- Directed by: Edward Bernds
- Written by: Elwood Ullman
- Produced by: Hugh McCollum
- Starring: Moe Howard Larry Fine Shemp Howard Jean Willes Henry Kulky John L. Cason John Merton Fred F. Sears
- Cinematography: Vincent J. Farrar (uncredited)
- Edited by: Henry DeMond
- Distributed by: Columbia Pictures
- Release date: December 7, 1950 (U.S.);
- Running time: 16:31
- Country: United States
- Language: English

= A Snitch in Time =

1950 film by Edward Bernds

A Snitch in Time is a 1950 short subject directed by Edward Bernds starring American slapstick comedy team The Three Stooges (Moe Howard, Larry Fine and Shemp Howard). It is the 128th entry in the series released by Columbia Pictures starring the comedians, who released 190 shorts for the studio between 1934 and 1959.

==Plot==
Engaged as carpenters, the trio operates the furniture establishment "Ye Olde Furniture Shoppe: Antiques Made While U Waite." Their current task involves staining furniture delivered to Miss Scudder, the attractive proprietor of a boarding house. Amid their endeavors, which nearly result in the destruction of the furniture, the Stooges encounter new boarders, unbeknownst to them, a trio of criminals fresh from a jewelry heist.

Held at gunpoint, the Stooges witness Miss Scudder being bound and silenced in her kitchen while the felons pilfer her home for valuable heirlooms. Collaborating with Miss Scudder, the Stooges diligently work to foil the criminals' scheme.

==Cast==
===Credited===
- Moe Howard as Moe
- Larry Fine as Larry
- Shemp Howard as Shemp
- Jean Willes as Miss Gladys Scudder

===Uncredited===
- Henry Kulky as Steve
- John L. Cason as Louie
- John Merton as Jerry Benton
- Fred F. Sears as Radio announcer (voice)
- Unknown actor as Policeman
- Unknown actor as Policeman

==Production notes==
A Snitch in Time was filmed December 13–16, 1949, the last Stooge film produced in the 1940s. It has been consistently ranked as the most violent Stooge film of the Shemp era. Unlike the Curly-era equivalent They Stooge to Conga (1943), in which all three Stooges receive their fair share of abuse, most of the violence in A Snitch in Time is directed at Moe. In its opening four minutes, Moe gets his nose and buttocks jammed into the blade of a giant table saw, as well as getting wood glue in his eye and stuck on his hands.

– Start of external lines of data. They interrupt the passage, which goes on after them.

//! Logging setup for the groupcache Datadog exporter.
//!
//! Wraps `tracing-subscriber` so binaries and tests can pick an output format
//! (pretty, compact or JSON) and a filter without repeating the layer wiring.
//!
//! # Example
//!
//! ```ignore
//! use groupcache_datadog_observability::{init_tracing, LogFormat};
//!
//! init_tracing(LogFormat::Pretty, None)?;
//! tracing::info!("exporter started");
//! ```

pub mod config;
pub mod initialization;

pub use config::{LogConfig, LogError, LogFormat, LogOutput};
pub use initialization::{init_tracing, init_tracing_with_config};
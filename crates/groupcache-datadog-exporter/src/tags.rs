// Copyright (C) 2026  winnyboy5
//
// This program is free software: you can redistribute it and/or modify
// it under the terms of the GNU Affero General Public License as published by
// the Free Software Foundation, either version 3 of the License, or
// (at your option) any later version.
//
// This program is distributed in the hope that it will be useful,
// but WITHOUT ANY WARRANTY; without even the implied warranty of
// MERCHANTABILITY or FITNESS FOR A PARTICULAR PURPOSE.  See the
// GNU Affero General Public License for more details.
//
// You should have received a copy of the GNU Affero General Public License
// along with this program.  If not, see <https://www.gnu.org/licenses/>.
//! Tag construction.
//!
//! Tags are plain `key:value` strings. Static tags are attached once to the
//! DogStatsD client; per-metric tags identify the group, the host and, for
//! cache metrics, the partition.

use std::ffi::OsString;
use std::io;
use tracing::{debug, warn};

use crate::stats::CacheType;

/// Merge the `service:<name>` tag into `tags`, then sort and drop duplicates.
///
/// Sorting happens before deduplication so only adjacent duplicates need to be
/// removed; the output is deterministic for any input order.
pub fn merge_static_tags(mut tags: Vec<String>, service: &str) -> Vec<String> {
    tags.push(format!("service:{}", service));
    tags.sort();
    tags.dedup();
    tags
}

/// Tags shared by every metric of one group.
pub fn group_tags(group: &str, hostname_tag: Option<&str>) -> Vec<String> {
    let mut tags = Vec::with_capacity(3);
    tags.push(format!("group:{}", group));
    if let Some(tag) = hostname_tag {
        tags.push(tag.to_string());
    }
    tags
}

/// Group tags extended with the `type:` tag of a cache partition.
pub fn cache_type_tags(group_tags: &[String], cache_type: CacheType) -> Vec<String> {
    let mut tags = Vec::with_capacity(group_tags.len() + 1);
    tags.extend_from_slice(group_tags);
    tags.push(format!("type:{}", cache_type.as_label()));
    tags
}

/// Build the `<key>:<hostname>` tag from the local host name.
///
/// Returns `None` when disabled or when the lookup fails; a failure is logged
/// and export carries on without the tag.
pub fn hostname_tag(key: &str, disabled: bool) -> Option<String> {
    if disabled {
        debug!("Hostname tag disabled");
        return None;
    }
    hostname_tag_with(key, hostname::get)
}

pub(crate) fn hostname_tag_with<F>(key: &str, lookup: F) -> Option<String>
where
    F: FnOnce() -> io::Result<OsString>,
{
    match lookup() {
        Ok(name) => {
            let name = name.to_string_lossy();
            if name.is_empty() {
                warn!(tag_key = key, "Empty hostname, exporting without hostname tag");
                return None;
            }
            Some(format!("{}:{}", key, name))
        }
        Err(e) => {
            warn!(tag_key = key, error = %e, "Hostname lookup failed, exporting without hostname tag");
            None
        }
    }
}
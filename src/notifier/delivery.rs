use std::fmt;

use color_eyre::eyre;

/// Outcome of one outbound notification.
#[derive(Debug)]
pub enum Delivery {
    Failed(eyre::Report),
    Sent,
}

impl Delivery {
    pub fn is_sent(&self) -> bool {
        matches!(self, Delivery::Sent)
    }
}

impl fmt::Display for Delivery {
    fn fmt(&self, f: &mut fmt::Formatter<'_>) -> fmt::Result {
        match self {
            Delivery::Failed(err) => write!(f, "failed: {}", err),
            Delivery::Sent => f.write_str("sent"),
        }
    }
}

impl<T> From<Result<T, eyre::Report>> for Delivery {
    fn from(res: Result<T, eyre::Report>) -> Self {
        match res {
            Ok(_) => Self::Sent,
            Err(err) => Self::Failed(err),
        }
    }
}
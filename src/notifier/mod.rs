mod delivery;
mod discord;
use std::{fmt, sync::Arc};

pub use self::delivery::Delivery;

use actix::prelude::*;
use secstr::SecUtf8;
use tracing::Instrument as _;

/// A star worth announcing.
#[derive(Debug, Clone, Message)]
#[rtype(result = "Delivery")]
pub struct Notification {
    pub sender: String,
    pub repository: String,
}

#[derive(Clone)]
pub struct Notifier {
    discord: Arc<discord::Discord>,
}

impl fmt::Debug for Notifier {
    fn fmt(&self, f: &mut fmt::Formatter<'_>) -> fmt::Result {
        f.debug_struct("Notifier").field("discord", &"<webhook>").finish()
    }
}

impl Notifier {
    pub fn new(discord_webhook: SecUtf8) -> Self {
        let http = Arc::new(awc::Client::new());
        Self {
            discord: Arc::new(discord::Discord::new(http, discord_webhook)),
        }
    }
}

impl Actor for Notifier {
    type Context = Context<Self>;
}

impl Handler<Notification> for Notifier {
    type Result = ResponseFuture<Delivery>;

    fn handle(&mut self, msg: Notification, _ctx: &mut Self::Context) -> Self::Result {
        let discord = self.discord.clone();
        let span = tracing::info_span!(
            "delivering notification",
            sender = msg.sender.as_str(),
            repository = msg.repository.as_str(),
        );
        Box::pin(
            async move {
                let delivery = Delivery::from(discord.deliver(&msg).await);
                match &delivery {
                    Delivery::Sent => tracing::info!(
                        "Announced star on {} by {}",
                        msg.repository,
                        msg.sender
                    ),
                    Delivery::Failed(err) => {
                        tracing::error!("Failed sending Discord notification: {}", err)
                    }
                }
                delivery
            }
            .instrument(span),
        )
    }
}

David J. Hogan, author of the 2011 book Three Stooges FAQ, commented that "kids of the day—before bicycle helmets, seat belts, and moratoriums on peanut butter—loved this kind of torment. It's still funny today, but you keep waiting for the spray of blood." Hogan adds that a February 2001 post to the website www.threestooges.net commented that "Only Dawn of the Dead (1978) gives you more pain for your entertainment dollar".

Although Columbia short subject head/director Jules White was known for the usage of excessive violence in his films, A Snitch in Time was directed by Edward Bernds, who always maintained that the violence was not to be excessive in the films he directed.

The title A Snitch in Time parodies the aphorism "a stitch in time saves nine."